Return exactly the final stretch of the records below, opening with the line that contains "の re-export など)" and closing with the last line.

Collected data entries
▽
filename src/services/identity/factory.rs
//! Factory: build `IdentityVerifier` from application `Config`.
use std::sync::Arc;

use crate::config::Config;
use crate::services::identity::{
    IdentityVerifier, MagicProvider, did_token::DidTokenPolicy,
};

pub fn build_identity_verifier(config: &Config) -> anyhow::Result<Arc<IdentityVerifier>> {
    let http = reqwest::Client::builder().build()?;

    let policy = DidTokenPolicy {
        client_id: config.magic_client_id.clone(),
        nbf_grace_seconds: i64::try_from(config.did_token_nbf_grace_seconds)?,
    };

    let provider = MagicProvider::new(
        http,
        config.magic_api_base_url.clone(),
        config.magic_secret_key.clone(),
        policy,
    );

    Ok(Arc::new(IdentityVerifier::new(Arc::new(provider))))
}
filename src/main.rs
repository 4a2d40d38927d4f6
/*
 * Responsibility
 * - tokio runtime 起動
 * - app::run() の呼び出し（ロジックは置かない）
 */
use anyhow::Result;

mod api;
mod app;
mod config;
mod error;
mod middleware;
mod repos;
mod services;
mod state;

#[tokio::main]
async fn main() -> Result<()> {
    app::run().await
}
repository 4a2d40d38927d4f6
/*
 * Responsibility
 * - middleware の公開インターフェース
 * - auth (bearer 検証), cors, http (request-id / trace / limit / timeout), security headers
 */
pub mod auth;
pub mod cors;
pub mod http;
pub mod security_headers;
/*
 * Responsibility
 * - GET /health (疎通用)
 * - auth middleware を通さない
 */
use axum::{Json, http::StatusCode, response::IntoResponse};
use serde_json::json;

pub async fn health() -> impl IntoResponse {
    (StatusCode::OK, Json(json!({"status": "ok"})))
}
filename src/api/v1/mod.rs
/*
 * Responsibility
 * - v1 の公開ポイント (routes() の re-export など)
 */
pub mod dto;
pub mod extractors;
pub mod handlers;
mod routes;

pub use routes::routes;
△
Answer section:
 * - v1 の公開ポイント (routes() の re-export など)
 */
pub mod dto;
pub mod extractors;
pub mod handlers;
mod routes;

pub use routes::routes;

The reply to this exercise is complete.